_INSTRUCTIONS FOR THE TASK_
Pick out every line in the data below that holds "Flat".

_INPUT RECORDS_
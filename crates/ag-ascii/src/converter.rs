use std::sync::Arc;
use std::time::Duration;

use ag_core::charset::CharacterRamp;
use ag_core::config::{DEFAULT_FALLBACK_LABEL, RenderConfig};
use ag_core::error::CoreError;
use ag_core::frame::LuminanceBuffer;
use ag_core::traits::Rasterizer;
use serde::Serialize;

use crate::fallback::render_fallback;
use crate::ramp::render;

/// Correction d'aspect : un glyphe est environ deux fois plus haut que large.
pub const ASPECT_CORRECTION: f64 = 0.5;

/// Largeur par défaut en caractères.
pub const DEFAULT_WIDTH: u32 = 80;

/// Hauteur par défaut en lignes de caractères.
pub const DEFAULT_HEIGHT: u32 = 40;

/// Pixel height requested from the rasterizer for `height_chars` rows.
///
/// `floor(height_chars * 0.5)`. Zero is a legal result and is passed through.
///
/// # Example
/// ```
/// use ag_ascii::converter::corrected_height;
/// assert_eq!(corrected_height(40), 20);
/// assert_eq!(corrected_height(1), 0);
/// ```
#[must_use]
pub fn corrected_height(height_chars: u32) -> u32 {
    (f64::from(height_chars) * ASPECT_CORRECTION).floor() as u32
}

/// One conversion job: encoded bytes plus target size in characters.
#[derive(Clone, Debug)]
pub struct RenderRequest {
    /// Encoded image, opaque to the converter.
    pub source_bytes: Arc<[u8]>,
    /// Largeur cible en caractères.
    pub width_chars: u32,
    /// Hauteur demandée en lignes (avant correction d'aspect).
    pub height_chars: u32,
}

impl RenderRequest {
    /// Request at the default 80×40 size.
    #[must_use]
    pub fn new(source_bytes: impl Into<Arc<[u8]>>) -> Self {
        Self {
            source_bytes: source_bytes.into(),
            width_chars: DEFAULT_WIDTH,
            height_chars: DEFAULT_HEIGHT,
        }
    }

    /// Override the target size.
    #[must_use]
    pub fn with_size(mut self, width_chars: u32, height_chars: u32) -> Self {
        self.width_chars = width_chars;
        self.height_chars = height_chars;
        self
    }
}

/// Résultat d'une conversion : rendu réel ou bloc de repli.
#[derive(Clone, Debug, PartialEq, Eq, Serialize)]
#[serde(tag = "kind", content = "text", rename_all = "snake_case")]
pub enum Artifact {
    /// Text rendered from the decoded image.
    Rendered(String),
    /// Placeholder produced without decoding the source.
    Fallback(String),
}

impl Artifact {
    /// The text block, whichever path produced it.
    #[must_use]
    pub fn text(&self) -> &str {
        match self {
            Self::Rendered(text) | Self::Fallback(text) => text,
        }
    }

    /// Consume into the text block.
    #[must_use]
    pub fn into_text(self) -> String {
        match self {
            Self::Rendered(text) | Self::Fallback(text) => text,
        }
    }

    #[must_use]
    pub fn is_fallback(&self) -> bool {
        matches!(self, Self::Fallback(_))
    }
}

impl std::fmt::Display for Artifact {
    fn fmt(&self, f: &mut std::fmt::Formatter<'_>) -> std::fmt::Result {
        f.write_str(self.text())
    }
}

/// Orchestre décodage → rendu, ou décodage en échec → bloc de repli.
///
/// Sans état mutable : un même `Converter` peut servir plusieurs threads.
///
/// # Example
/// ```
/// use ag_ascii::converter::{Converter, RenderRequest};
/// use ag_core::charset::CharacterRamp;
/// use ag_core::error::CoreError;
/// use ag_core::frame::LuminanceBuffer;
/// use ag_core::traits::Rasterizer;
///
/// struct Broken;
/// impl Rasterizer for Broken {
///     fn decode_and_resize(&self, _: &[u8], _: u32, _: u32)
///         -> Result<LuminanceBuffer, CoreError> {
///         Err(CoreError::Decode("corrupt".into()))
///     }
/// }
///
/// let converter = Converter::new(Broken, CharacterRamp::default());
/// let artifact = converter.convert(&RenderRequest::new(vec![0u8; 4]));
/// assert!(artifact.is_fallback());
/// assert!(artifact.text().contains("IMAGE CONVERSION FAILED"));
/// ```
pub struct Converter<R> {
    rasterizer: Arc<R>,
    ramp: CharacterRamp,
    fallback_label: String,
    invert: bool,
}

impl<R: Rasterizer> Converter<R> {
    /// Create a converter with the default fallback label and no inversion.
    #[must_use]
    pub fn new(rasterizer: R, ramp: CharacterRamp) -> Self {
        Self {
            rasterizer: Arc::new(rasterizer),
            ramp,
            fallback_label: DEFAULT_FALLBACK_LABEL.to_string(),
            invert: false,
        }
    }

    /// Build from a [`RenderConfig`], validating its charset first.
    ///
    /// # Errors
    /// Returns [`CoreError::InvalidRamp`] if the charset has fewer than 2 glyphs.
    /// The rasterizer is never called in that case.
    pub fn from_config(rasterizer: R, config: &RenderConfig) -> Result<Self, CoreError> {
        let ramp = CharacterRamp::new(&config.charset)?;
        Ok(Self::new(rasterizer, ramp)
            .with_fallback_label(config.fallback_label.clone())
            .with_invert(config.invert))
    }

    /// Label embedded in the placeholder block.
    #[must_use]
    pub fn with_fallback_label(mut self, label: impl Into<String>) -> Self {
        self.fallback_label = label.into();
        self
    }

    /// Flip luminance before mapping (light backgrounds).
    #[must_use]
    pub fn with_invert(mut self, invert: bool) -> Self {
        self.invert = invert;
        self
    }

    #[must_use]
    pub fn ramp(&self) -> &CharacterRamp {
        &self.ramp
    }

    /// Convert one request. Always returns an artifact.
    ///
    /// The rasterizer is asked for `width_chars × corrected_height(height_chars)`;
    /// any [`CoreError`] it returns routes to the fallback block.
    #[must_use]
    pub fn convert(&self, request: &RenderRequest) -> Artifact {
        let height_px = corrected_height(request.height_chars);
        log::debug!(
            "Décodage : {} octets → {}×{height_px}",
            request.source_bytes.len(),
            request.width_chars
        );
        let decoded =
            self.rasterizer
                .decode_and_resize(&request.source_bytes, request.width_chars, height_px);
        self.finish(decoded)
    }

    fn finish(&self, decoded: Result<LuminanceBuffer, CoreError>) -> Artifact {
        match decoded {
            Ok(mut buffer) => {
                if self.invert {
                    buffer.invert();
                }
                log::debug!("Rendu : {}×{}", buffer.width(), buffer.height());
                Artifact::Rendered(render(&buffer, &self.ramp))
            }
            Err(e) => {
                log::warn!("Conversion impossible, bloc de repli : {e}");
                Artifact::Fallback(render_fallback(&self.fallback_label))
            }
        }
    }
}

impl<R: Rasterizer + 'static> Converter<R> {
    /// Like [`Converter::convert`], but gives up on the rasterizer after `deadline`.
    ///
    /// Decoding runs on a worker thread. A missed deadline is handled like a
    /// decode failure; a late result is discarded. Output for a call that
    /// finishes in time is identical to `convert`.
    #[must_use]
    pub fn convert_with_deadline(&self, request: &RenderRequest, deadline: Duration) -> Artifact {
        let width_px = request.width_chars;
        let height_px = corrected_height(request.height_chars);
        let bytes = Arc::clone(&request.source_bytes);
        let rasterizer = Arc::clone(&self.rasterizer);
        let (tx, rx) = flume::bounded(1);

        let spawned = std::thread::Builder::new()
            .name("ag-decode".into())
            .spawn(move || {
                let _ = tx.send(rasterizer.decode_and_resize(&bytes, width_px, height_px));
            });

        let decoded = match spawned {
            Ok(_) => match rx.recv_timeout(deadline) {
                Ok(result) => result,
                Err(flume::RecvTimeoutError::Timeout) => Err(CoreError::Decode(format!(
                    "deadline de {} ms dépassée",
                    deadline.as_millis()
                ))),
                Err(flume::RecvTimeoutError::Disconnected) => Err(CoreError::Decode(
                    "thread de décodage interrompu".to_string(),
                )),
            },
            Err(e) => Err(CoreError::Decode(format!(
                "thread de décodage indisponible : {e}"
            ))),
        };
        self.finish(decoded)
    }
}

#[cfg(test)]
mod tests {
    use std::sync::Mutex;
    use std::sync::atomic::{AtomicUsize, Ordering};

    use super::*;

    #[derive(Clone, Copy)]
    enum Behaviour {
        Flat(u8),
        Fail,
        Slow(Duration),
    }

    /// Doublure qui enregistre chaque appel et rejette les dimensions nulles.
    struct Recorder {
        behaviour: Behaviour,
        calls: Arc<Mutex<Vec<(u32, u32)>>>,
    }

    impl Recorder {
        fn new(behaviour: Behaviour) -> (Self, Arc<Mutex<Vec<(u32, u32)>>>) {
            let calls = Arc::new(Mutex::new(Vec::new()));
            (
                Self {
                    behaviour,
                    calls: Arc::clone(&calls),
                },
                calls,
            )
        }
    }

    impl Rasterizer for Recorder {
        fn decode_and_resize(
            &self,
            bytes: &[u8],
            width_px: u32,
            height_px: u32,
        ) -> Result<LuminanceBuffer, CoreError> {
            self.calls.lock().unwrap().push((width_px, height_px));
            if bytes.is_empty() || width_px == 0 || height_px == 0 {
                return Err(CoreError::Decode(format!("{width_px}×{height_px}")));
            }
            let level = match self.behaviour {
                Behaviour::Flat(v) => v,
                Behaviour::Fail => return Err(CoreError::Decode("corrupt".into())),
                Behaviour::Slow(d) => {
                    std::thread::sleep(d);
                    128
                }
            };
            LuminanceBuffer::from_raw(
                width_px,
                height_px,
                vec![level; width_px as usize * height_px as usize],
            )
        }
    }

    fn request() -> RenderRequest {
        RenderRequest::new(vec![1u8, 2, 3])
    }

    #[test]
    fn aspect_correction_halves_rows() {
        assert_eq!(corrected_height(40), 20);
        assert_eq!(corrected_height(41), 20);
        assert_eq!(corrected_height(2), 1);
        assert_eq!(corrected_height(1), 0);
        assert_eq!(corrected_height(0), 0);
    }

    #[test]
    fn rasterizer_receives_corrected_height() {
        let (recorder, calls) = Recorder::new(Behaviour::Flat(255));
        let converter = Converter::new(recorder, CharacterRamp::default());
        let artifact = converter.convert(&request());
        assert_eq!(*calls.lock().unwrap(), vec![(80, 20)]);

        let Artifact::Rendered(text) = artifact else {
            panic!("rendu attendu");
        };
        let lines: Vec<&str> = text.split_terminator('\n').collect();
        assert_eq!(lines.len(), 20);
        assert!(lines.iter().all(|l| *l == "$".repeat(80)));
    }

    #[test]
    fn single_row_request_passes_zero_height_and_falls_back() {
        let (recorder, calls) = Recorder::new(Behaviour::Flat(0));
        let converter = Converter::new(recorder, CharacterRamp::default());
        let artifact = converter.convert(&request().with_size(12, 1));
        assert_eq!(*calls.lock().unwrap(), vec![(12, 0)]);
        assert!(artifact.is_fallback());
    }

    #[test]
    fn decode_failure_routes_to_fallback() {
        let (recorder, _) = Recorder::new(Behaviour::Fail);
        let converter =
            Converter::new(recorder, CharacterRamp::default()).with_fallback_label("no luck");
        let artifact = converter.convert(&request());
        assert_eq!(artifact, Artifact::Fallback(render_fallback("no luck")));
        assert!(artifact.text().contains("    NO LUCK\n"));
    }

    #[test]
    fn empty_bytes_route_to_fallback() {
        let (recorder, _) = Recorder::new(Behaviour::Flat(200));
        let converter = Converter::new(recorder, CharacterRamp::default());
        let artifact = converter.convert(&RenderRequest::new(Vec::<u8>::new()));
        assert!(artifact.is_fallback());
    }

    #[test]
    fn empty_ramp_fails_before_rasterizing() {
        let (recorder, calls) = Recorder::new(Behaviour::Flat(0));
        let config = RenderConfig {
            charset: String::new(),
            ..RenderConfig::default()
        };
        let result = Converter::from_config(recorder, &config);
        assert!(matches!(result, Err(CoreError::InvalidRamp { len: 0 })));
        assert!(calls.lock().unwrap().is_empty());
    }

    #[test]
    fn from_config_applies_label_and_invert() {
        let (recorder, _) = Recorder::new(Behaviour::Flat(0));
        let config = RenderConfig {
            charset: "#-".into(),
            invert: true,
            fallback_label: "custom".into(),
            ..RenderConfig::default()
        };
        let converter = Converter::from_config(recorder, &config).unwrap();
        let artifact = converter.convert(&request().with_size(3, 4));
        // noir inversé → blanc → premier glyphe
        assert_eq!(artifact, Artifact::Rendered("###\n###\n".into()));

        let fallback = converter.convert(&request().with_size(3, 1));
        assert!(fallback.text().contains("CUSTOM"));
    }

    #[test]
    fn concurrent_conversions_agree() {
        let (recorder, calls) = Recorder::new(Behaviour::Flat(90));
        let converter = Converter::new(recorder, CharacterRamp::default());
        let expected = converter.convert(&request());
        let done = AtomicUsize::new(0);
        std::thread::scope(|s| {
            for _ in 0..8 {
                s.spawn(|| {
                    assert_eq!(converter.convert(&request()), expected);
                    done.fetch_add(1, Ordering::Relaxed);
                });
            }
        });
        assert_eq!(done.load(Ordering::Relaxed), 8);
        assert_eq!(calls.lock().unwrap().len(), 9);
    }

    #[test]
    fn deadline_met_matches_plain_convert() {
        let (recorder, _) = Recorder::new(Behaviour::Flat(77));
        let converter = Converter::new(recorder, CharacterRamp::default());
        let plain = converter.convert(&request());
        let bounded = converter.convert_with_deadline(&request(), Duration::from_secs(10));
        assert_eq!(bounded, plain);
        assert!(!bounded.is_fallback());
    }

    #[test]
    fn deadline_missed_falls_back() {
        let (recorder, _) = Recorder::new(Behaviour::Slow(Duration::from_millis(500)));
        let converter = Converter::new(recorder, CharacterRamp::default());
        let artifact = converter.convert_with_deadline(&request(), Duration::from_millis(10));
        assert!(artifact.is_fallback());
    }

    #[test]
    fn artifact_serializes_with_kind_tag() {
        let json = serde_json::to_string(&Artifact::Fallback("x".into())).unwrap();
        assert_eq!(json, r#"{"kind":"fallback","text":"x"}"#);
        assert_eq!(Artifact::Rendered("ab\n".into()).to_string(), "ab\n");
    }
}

_ANSWER TO THIS EXERCISE_
        Flat(u8),
                Behaviour::Flat(v) => v,
        let (recorder, calls) = Recorder::new(Behaviour::Flat(255));
        let (recorder, calls) = Recorder::new(Behaviour::Flat(0));
        let (recorder, _) = Recorder::new(Behaviour::Flat(200));
        let (recorder, calls) = Recorder::new(Behaviour::Flat(0));
        let (recorder, _) = Recorder::new(Behaviour::Flat(0));
        let (recorder, calls) = Recorder::new(Behaviour::Flat(90));
        let (recorder, _) = Recorder::new(Behaviour::Flat(77));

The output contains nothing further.